Phylogenetic trees are then constructed using the program MrBayes version 3.1.2 (14) which uses Markov-chain Monte Carlo (MCMC) methods to infer the distribution of likely tree topologies and branch lengths, which are then summarized as a consensus tree. The advantage of MCMC methods is that they allow estimating unknown parameters such as substitution matrices and site-specific rate variation without having to specify these a priori. A typical MrBayes run consists of an initial hill-climbing phase where it finds successively better trees by random permutations, one each ‘generation’, then asymptotically reaching a plateau where it continues to sample tree space, but with no trend towards better trees. This MCMC strategy attempts to accurately sample the distribution of likely trees without overly emphasizing a single ‘best’ tree. Achieving this plateau stage for all alignments in the GeneTrees database is not possible in the short term. The correlation between tree likelihood and generation number is used in GeneTrees as an index of the thoroughness of the analysis of each alignment, with low correlation scores indicating the MCMC run has levelled off. The system applies a limited length initial analysis run of 10 000 generations to each alignment starting from a random tree. A second script will revisit alignments in descending order of this correlation score, worst ones first, starting a new MCMC search starting from the best tree previously found. This strategy allows us to move the entire population of trees gradually to better statistical status in a breadth-first manner. Some alignments require many rounds of MrBayes searching to reach the correlation threshold and therefore accumulate many tens of thousands of generations. Currently, of over 105 alignments with 250 sequences or fewer, over half have a best MrBayes run to date with a negative correlation of log likelihood versus generation, which we believe is strong evidence of having run to saturation. For alignments with 100 or fewer sequences, 12% have correlations worse than 0.3 and are being further refined.

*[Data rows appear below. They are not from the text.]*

use thiserror::Error;

/// A rejected value or an inconsistent invoice state.
///
/// Every core operation reports failures through this single type. The
/// `Display` output is the human message alone, so it can be shown to
/// users or compared verbatim.
#[derive(Debug, Clone, PartialEq, Eq, Error)]
#[error("{message}")]
pub struct ValidationError {
    /// Dot-separated path to the offending field (e.g. "buyer.phone").
    pub field: String,
    /// Human-readable error description.
    pub message: String,
}

impl ValidationError {
    /// Create a validation error for `field`.
    pub fn new(field: impl Into<String>, message: impl Into<String>) -> Self {
        Self {
            field: field.into(),
            message: message.into(),
        }
    }

    /// A required field has not been set.
    pub(crate) fn required(field: impl Into<String>, label: &str) -> Self {
        Self::new(field, format!("{label} is required"))
    }

    /// A numeric field received a negative value.
    pub(crate) fn negative(field: impl Into<String>, label: &str) -> Self {
        Self::new(field, format!("{label} cannot be negative"))
    }
}

/// Shorthand for results produced by invoice sections.
pub type SectionResult<T> = Result<T, ValidationError>;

We intend to continue this process until trees of 100 or fewer sequences have correlations no >0.1 and trees between 100 and 250 have correlations <0.3, which is a concession to the high-throughput nature of this database.

DATABASE UPDATES

As new whole genomes are added to NCBI, the database needs to be updated. We currently have a semi-automated pipeline for this. We update our BLASTP table by searching all new sequences against all old and new sequences combined. Then for each alignment in the database we identify all new candidate member sequences by BLAST hit. An HMM is built and used to score all candidates plus original members. Again, all sequences with score >0.3 times the top score are used to build the derived alignment. The original alignment is retained in the database, leading to the frequent occurrence of many instances of strongly overlapping alignments, with one including only one or a few additional sequences. Handling this redundancy in a graceful manner is one of the development goals. Besides using the old alignments to interpret new sequences, the sequence partitioning program is run again, though rejecting any seed cluster which is a subset of sequences within any alignment. Surviving seeds are run through the alignment-HMMsearch-alignment routine described above. This update pipeline was last run on May 24, 2006, which brought the prokaryote database to 325 species, 890 000 sequences and over 100 000 alignments. We intend to run the update process at least every 2 months and more frequently as it becomes more automated. Statistics on the most recent update will be presented on the website.

WEBSITE AND INTERFACE

Homology groups can be queried by sequence identifiers such as GI number or annotation terms such as ‘potassium transporter’. These queries return a table of alignment identifiers with summary information. Selecting one of the rows in this table takes the user to a web page with an image of the consensus tree and an image of the color-coded alignment. These are juxtaposed so that each tree tip aligns with the sequence it describes, allowing visual perusal of the evidence for the tree (Figure 1). Regions of the alignment that were excluded from tree building due to low conservation are shaded in gray.

Figure 1.

Figure 1

An example of the central tree plus alignment visualization from GeneTrees. This alignment describes type III secretion proteins from a variety of bacteria.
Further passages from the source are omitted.